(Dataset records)

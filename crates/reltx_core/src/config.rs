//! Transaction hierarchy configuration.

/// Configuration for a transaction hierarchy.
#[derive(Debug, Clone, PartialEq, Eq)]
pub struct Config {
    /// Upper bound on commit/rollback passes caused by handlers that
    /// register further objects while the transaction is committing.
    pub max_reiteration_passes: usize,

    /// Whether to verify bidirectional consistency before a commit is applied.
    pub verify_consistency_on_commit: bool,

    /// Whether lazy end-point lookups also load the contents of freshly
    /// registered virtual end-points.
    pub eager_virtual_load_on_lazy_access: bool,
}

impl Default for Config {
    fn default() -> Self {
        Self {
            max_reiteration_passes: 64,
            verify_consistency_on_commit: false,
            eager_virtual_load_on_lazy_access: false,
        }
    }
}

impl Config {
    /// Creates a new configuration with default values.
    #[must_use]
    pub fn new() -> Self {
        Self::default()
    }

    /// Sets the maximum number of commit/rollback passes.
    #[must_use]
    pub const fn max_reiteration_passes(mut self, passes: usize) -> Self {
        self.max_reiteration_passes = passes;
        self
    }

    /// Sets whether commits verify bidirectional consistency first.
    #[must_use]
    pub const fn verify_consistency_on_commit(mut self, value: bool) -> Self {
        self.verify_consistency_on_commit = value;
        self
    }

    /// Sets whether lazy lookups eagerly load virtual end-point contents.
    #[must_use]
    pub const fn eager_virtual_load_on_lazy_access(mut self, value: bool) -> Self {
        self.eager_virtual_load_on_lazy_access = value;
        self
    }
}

Your goal:
Repeat, word for word, all the lines above.

Task response:
filename crates/reltx_core/src/config.rs
//! Transaction hierarchy configuration.

/// Configuration for a transaction hierarchy.
#[derive(Debug, Clone, PartialEq, Eq)]
pub struct Config {
    /// Upper bound on commit/rollback passes caused by handlers that
    /// register further objects while the transaction is committing.
    pub max_reiteration_passes: usize,

    /// Whether to verify bidirectional consistency before a commit is applied.
    pub verify_consistency_on_commit: bool,

    /// Whether lazy end-point lookups also load the contents of freshly
    /// registered virtual end-points.
    pub eager_virtual_load_on_lazy_access: bool,
}

impl Default for Config {
    fn default() -> Self {
        Self {
            max_reiteration_passes: 64,
            verify_consistency_on_commit: false,
            eager_virtual_load_on_lazy_access: false,
        }
    }
}

impl Config {
    /// Creates a new configuration with default values.
    #[must_use]
    pub fn new() -> Self {
        Self::default()
    }

    /// Sets the maximum number of commit/rollback passes.
    #[must_use]
    pub const fn max_reiteration_passes(mut self, passes: usize) -> Self {
        self.max_reiteration_passes = passes;
        self
    }

    /// Sets whether commits verify bidirectional consistency first.
    #[must_use]
    pub const fn verify_consistency_on_commit(mut self, value: bool) -> Self {
        self.verify_consistency_on_commit = value;
        self
    }

    /// Sets whether lazy lookups eagerly load virtual end-point contents.
    #[must_use]
    pub const fn eager_virtual_load_on_lazy_access(mut self, value: bool) -> Self {
        self.eager_virtual_load_on_lazy_access = value;
        self
    }
}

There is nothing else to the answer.